Kubernetes Jobs Vs Argo Workflows

Kubernetes Jobs and Argo Workflows both provide powerful workload orchestration facilities in Kubernetes, but they differ in their capabilities and use cases.

FEATURE	KUBERNETES JOBS	ARGO WORKFLOWS
Orchestration	Kubernetes Jobs are focused on running and managing individual tasks or jobs within the cluster. They are ideal for one-off or batch-style operations, such as running a script, performing a backup, or executing a specific task. Kubernetes Jobs are suitable for short-lived and single-task operations.	Argo Workflows provides a higher-level abstraction for workflow orchestration. It allows users to define complex workflows with dependencies, parallelism, and conditional logic using a declarative YAML syntax. Argo Workflows can handle long-running and multi-step workflows, coordinating the execution of multiple tasks and managing their dependencies.
Task Management	Kubernetes Jobs primarily focus on executing and managing individual tasks. They provide basic functionality for managing the lifecycle of a job, including the ability to define resource requirements, parallelism, and completion criteria.	Argo Workflows offers more advanced task management capabilities.

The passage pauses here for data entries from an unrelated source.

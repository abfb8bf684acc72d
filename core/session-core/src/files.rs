//! Display helpers for candidate files.

use std::path::Path;

const CATEGORIES: &[(&str, &[&str])] = &[
    (
        "Documents",
        &[
            "pdf", "doc", "docx", "xls", "xlsx", "ppt", "pptx", "txt", "rtf", "odt", "csv",
        ],
    ),
    (
        "Images",
        &[
            "jpg", "jpeg", "png", "gif", "bmp", "svg", "webp", "ico", "tiff", "raw",
        ],
    ),
    (
        "Videos",
        &["mp4", "avi", "mkv", "mov", "wmv", "flv", "webm", "m4v"],
    ),
    ("Audio", &["mp3", "wav", "flac", "aac", "ogg", "wma", "m4a"]),
    ("Archives", &["zip", "rar", "7z", "tar", "gz", "bz2", "xz"]),
    (
        "Code",
        &[
            "py", "js", "ts", "html", "css", "java", "cpp", "c", "h", "rs", "go", "rb",
        ],
    ),
    ("Installers", &["exe", "msi", "dmg", "deb", "rpm"]),
];

/// Formats a byte count as "1.5 MB" style text.
pub fn format_size(bytes: u64) -> String {
    const UNITS: [(&str, u64); 3] = [("GB", 1 << 30), ("MB", 1 << 20), ("KB", 1 << 10)];
    for (unit, threshold) in UNITS {
        if bytes >= threshold {
            return format!("{:.1} {}", bytes as f64 / threshold as f64, unit);
        }
    }
    format!("{} B", bytes)
}

/// Lower-case extension without the dot, or an empty string.
pub fn file_type(path: &Path) -> String {
    path.extension()
        .map(|ext| ext.to_string_lossy().to_lowercase())
        .unwrap_or_default()
}

/// Display grouping for a file, "Other" when nothing matches.
pub fn file_category(path: &Path) -> &'static str {
    let ext = file_type(path);
    if ext.is_empty() {
        return "Other";
    }
    CATEGORIES
        .iter()
        .find(|(_, extensions)| extensions.contains(&ext.as_str()))
        .map(|(name, _)| *name)
        .unwrap_or("Other")
}
#![allow(dead_code)]

use sessionclean_daemon_protocol::{Method, Request, Response};
use std::io::{Read, Write};
use std::os::unix::net::UnixStream;
use std::path::{Path, PathBuf};
use std::process::{Child, Command, ExitStatus, Stdio};
use std::thread::sleep;
use std::time::{Duration, Instant};
use tempfile::TempDir;

pub struct DaemonGuard {
    child: Child,
}

impl DaemonGuard {
    /// Sends SIGTERM, as the OS does on logout or shutdown.
    pub fn terminate(&self) {
        // SAFETY: plain signal delivery to our own child process.
        let rc = unsafe { libc::kill(self.child.id() as libc::pid_t, libc::SIGTERM) };
        assert_eq!(rc, 0, "failed to signal daemon");
    }

    pub fn wait_exit(&mut self, timeout: Duration) -> Option<ExitStatus> {
        let deadline = Instant::now() + timeout;
        while Instant::now() < deadline {
            if let Some(status) = self.child.try_wait().expect("poll daemon") {
                return Some(status);
            }
            sleep(Duration::from_millis(50));
        }
        None
    }
}

impl Drop for DaemonGuard {
    fn drop(&mut self) {
        let _ = self.child.kill();
        let _ = self.child.wait();
    }
}

/// A temp HOME with a `Downloads` root and an app dir holding `config.toml`.
pub struct DaemonHome {
    pub dir: TempDir,
    pub downloads: PathBuf,
}

impl DaemonHome {
    pub fn new() -> Self {
        let dir = TempDir::new().expect("failed to create temp HOME");
        let downloads = dir.path().join("Downloads");
        std::fs::create_dir_all(&downloads).expect("create Downloads");
        std::fs::create_dir_all(dir.path().join("app")).expect("create app dir");
        let config = format!(
            r#"quiet_period_secs = 1
review_timeout_secs = 5
availability_interval_secs = 1

[[roots]]
path = "{}"
"#,
            downloads.display()
        );
        std::fs::write(dir.path().join("app").join("config.toml"), config)
            .expect("write config");
        Self { dir, downloads }
    }

    pub fn app_dir(&self) -> PathBuf {
        self.dir.path().join("app")
    }

    pub fn socket_path(&self) -> PathBuf {
        self.app_dir().join("daemon.sock")
    }

    pub fn spawn(&self) -> DaemonGuard {
        let child = Command::new(env!("CARGO_BIN_EXE_sessionclean-daemon"))
            .env("HOME", self.dir.path())
            .env("SESSIONCLEAN_HOME", self.app_dir())
            .stdout(Stdio::null())
            .stderr(Stdio::null())
            .spawn()
            .expect("failed to spawn sessionclean-daemon");
        let guard = DaemonGuard { child };
        wait_for_socket(&self.socket_path(), Duration::from_secs(10));
        guard
    }
}

pub fn wait_for_socket(path: &Path, timeout: Duration) {
    let deadline = Instant::now() + timeout;
    while Instant::now() < deadline {
        if path.exists() && UnixStream::connect(path).is_ok() {
            return;
        }
        sleep(Duration::from_millis(25));
    }
    panic!("timed out waiting for daemon socket at {}", path.display());
}

pub fn send_request(socket: &Path, request: Request) -> Response {
    let mut stream = UnixStream::connect(socket).expect("failed to connect to daemon socket");
    serde_json::to_writer(&mut stream, &request).expect("failed to serialize request");
    stream.write_all(b"\n").expect("failed to write request");
    stream.flush().expect("failed to flush request");
    read_response(&mut stream)
}

pub fn call(socket: &Path, method: Method, params: Option<serde_json::Value>) -> Response {
    send_request(socket, Request::new(method, params))
}

pub fn send_raw_request(socket: &Path, payload: &[u8]) -> Response {
    let mut stream = UnixStream::connect(socket).expect("failed to connect to daemon socket");
    stream.write_all(payload).expect("failed to write payload");
    stream.flush().expect("failed to flush payload");
    read_response(&mut stream)
}

pub fn read_response(stream: &mut UnixStream) -> Response {
    let mut buffer = Vec::new();
    let mut chunk = [0u8; 4096];

    loop {
        let n = stream.read(&mut chunk).expect("failed to read response");
        if n == 0 {
            break;
        }
        buffer.extend_from_slice(&chunk[..n]);
        if chunk[..n].contains(&b'\n') {
            break;
        }
    }

    let response_bytes = match buffer.iter().position(|b| *b == b'\n') {
        Some(index) => &buffer[..index],
        None => buffer.as_slice(),
    };
    serde_json::from_slice(response_bytes).expect("failed to parse response JSON")
}

pub fn error_code(response: &Response) -> Option<&str> {
    response.error.as_ref().map(|err| err.code.as_str())
}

It allows for fine-grained control over each task within a workflow, including retrying failed tasks, setting resource requirements, defining input and output parameters, and managing task dependencies.
Visualization and Monitoring:	Kubernetes Jobs: Kubernetes Jobs do not have built-in visualization or monitoring features. Monitoring and logging for Jobs can be achieved through integration with other tools or by querying the Kubernetes API.	Argo Workflows includes built-in visualization and monitoring features. It provides a web-based user interface (UI) for visualizing the workflow status, progress, and execution history. It also supports metrics and logging for monitoring and troubleshooting workflows.
Use Cases	Kubernetes Jobs are well-suited for running one-off or batch-style tasks, such as running a periodic backup, executing a script, or performing a specific operation that doesn’t require complex coordination or dependency management.	Argo Workflows is suitable for managing complex workflows with multiple steps, dependencies, and conditional logic. It is commonly used for CI/CD pipelines, data processing pipelines, machine learning workflows, and other use cases that require orchestration and coordination of tasks.

Summary

In summary, Argo Workflows provides a higher-level abstraction and more advanced capabilities for workflow orchestration and task management, making it suitable for complex and long-running workflows. Kubernetes Jobs, on the other hand, are simpler and focused on managing individual tasks or jobs within the cluster, making them more suitable for one-off or batch-style operations.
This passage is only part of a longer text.